The Star Early Edition

New jab to help men plan their parenthood

- DAILY MAIL

AMALE contracept­ive jab has been found to prevent pregnancy for up to two years. The one-time injection, which has been described as a “reversible vasectomy”, is more effective than the female Pill, and comes as a new breakthrou­gh in the search for a male equivalent.

A previous jab, using hormones to disrupt sperm production in the brain, was found to cause side effects including depression and muscle pain, leading 20 men to drop out of a year-long trial.

But the new non-hormonal injection, which had a 100% success rate in a study on monkeys, did not appear to cause any side effects. It could provide another option for the thousands of men who have vasectomie­s each year.

The Vasalgel jab works by injecting a gel into the vas deference – the tube which transports sperm from the testicles to the urethra – to block it.

As well as being less painful than “the snip”, a previous study on rabbits found it to be reversible. Surgery to reverse a vasectomy costs thousands of pounds, and has a success rate as low as 30%.

It could be trialled on humans as early as next year after working in male rhesus monkeys, which failed to impregnate female monkeys over a period of up to two years.

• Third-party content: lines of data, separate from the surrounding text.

//! Runtime settings for the pipeline: where cookies live, where downloads
//! land, and which external binaries to invoke. Every field can be overridden
//! through the environment; the defaults match a conventional deployment.

use std::env;
use std::path::PathBuf;

/// Filesystem locations and tool paths used by the resolver and downloader.
#[derive(Debug, Clone)]
pub struct Settings {
    /// Directory scanned for `*.txt` cookie files.
    pub cookie_dir: PathBuf,
    /// Directory the download tool writes finished files into.
    pub download_dir: PathBuf,
    /// Path (or bare name, resolved via `PATH`) of the `yt-dlp` binary.
    pub ytdlp_path: PathBuf,
    /// Location of `ffmpeg`, needed for stream merging.
    pub ffmpeg_path: PathBuf,
}

impl Default for Settings {
    fn default() -> Self {
        Self {
            cookie_dir: PathBuf::from("cookies"),
            download_dir: PathBuf::from("downloads"),
            ytdlp_path: PathBuf::from("yt-dlp"),
            ffmpeg_path: PathBuf::from("/usr/bin/ffmpeg"),
        }
    }
}

impl Settings {
    /// Builds settings from the environment, falling back to the defaults
    /// for anything unset. Loads a `.env` file first if one is present.
    pub fn from_env() -> Self {
        dotenv::dotenv().ok();

        let defaults = Self::default();
        Self {
            cookie_dir: env_path("COOKIE_DIR", defaults.cookie_dir),
            download_dir: env_path("DOWNLOAD_DIR", defaults.download_dir),
            ytdlp_path: env_path("YTDLP_PATH", defaults.ytdlp_path),
            ffmpeg_path: env_path("FFMPEG_PATH", defaults.ffmpeg_path),
        }
    }
}

fn env_path(key: &str, fallback: PathBuf) -> PathBuf {
    env::var(key).map(PathBuf::from).unwrap_or(fallback)
}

Professor Adam Balen, chairperso­n of the British Fertility Society, said: “This is an interestin­g technique that achieves a reversible vasectomy by blocking the passage of sperm with a substance that later can be flushed out. If free of side effects, then this novel approach has the potential for great promise as a male contracept­ive.”

The study, by the California National Primate Research Centre, monitored a group of 16 monkeys given Vasalgel for at least one breeding season. Typically, 80% of the females housed with them during such a period would become pregnant.

But they found that over an average of almost 1.2 years – and up to two years for some monkeys – there were no pregnancie­s, reported the journal Basic and Clinical Andrology.

This is more successful than the Pill, which is around 99% effective.